In 2009, Llewellyn-Smith co-authored The Great Crash of 2008 with Australian economist Ross Garnaut. The book was published by Melbourne University Press. The authors attribute the 2008 financial crisis to four factors: global imbalances; global housing bubbles, the emergence of "clever money" and increasing greed.

Also in 2009, Llewellyn-Smith created "The Distillery", a five-day-per-week morning column in the Business Spectator. The column critiqued business commentators in major newspapers and remains in circulation in 2014.

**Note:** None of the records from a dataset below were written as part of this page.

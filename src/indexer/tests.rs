use super::*;
use crate::config::Config;
use std::sync::Mutex;
use tempfile::TempDir;

#[derive(Default)]
struct RecordingObserver {
    events: Mutex<Vec<String>>,
}

impl IndexObserver for RecordingObserver {
    fn chunk_indexed(&self, document: &Document) {
        self.events
            .lock()
            .unwrap()
            .push(format!("indexed:{}", document.source_id));
    }

    fn chunk_skipped(&self, source_id: &str, reason: &str) {
        self.events
            .lock()
            .unwrap()
            .push(format!("skipped:{source_id}:{reason}"));
    }

    fn conversation_indexed(&self, conversation_id: &str, outcome: ConversationIndexOutcome) {
        self.events.lock().unwrap().push(format!(
            "conversation:{conversation_id}:{}:{}",
            outcome.indexed, outcome.skipped
        ));
    }
}

async fn test_pipeline(temp_dir: &TempDir) -> (IndexingPipeline, Arc<RecordingObserver>) {
    let mut config = Config::default();
    config.provider.api_key = Some("test-key".to_string());

    let database = Database::new(temp_dir.path().join("recall.db"))
        .await
        .expect("database should initialize");
    let client = EmbeddingClient::new(&config).expect("client should build");

    let observer = Arc::new(RecordingObserver::default());
    let pipeline = IndexingPipeline::new(database, client, config.chunking)
        .with_observer(observer.clone());
    (pipeline, observer)
}

fn message(id: &str, text: &str) -> IncomingMessage {
    IncomingMessage {
        id: id.to_string(),
        conversation_id: "conv-1".to_string(),
        role: Role::User,
        content: MessageContent::TextOnly {
            text: text.to_string(),
        },
    }
}

#[tokio::test]
async fn short_message_is_skipped_without_a_provider_call() {
    let temp_dir = TempDir::new().expect("temp dir");
    let (pipeline, observer) = test_pipeline(&temp_dir).await;

    // No mock provider is running; a network attempt would fail loudly.
    let result = pipeline
        .index_message(&message("msg-1", "hi"))
        .await
        .expect("gate rejection is not an error");
    assert!(result.is_none());

    let counters = pipeline.counters();
    assert_eq!(counters.indexed, 0);
    assert_eq!(counters.skipped, 1);

    let events = observer.events.lock().unwrap();
    assert_eq!(events.len(), 1);
    assert!(events[0].starts_with("skipped:msg-1"));
}

#[tokio::test]
async fn empty_conversation_indexes_nothing() {
    let temp_dir = TempDir::new().expect("temp dir");
    let (pipeline, observer) = test_pipeline(&temp_dir).await;

    let outcome = pipeline
        .index_conversation("conv-1", &[])
        .await
        .expect("empty conversation should succeed");
    assert_eq!(outcome, ConversationIndexOutcome::default());

    let events = observer.events.lock().unwrap();
    assert_eq!(events.as_slice(), ["conversation:conv-1:0:0"]);
}

#[test]
fn validation_and_provider_errors_are_skippable() {
    let validation = anyhow::Error::new(RecallError::Validation("too short".to_string()));
    let provider = anyhow::Error::new(RecallError::Provider("rate limited".to_string()));
    let storage = anyhow::Error::new(RecallError::Storage("disk full".to_string()));
    let bare = anyhow::anyhow!("no classification");

    assert!(is_skippable(&validation));
    assert!(is_skippable(&provider));
    assert!(!is_skippable(&storage));
    assert!(!is_skippable(&bare));
}

#[test]
fn classification_survives_added_context() {
    let error = anyhow::Error::new(RecallError::Provider("rate limited".to_string()))
        .context("batch 2/3 failed");
    assert!(is_skippable(&error));
}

In 2010, Llewellyn-Smith contributed to foundation of MacroBusiness, an Australian economics and markets blog. And in 2012 he founded Macro Investor, an independent investment newsletter.

Llewellyn-Smith's articles on economics and political economy have been published in The Sydney Morning Herald, The Age and the ABC's The Drum. He is frequently quoted in news reports on economic topics.

==Criticism==

In 2022, in response to a proposed security deal between the Solomon Islands and China, Llewellyn-Smith called for Australia to invade the islands and "engineer regime change in Honiara". In response, South China Morning Post's Alex Lo stated in an opinion piece that Llewellyn-Smith's position was "irrational", and that it "would have been funny if the piece was written by just another extreme right-wing head case".

==Notes and references==

- "Calling the boom's end"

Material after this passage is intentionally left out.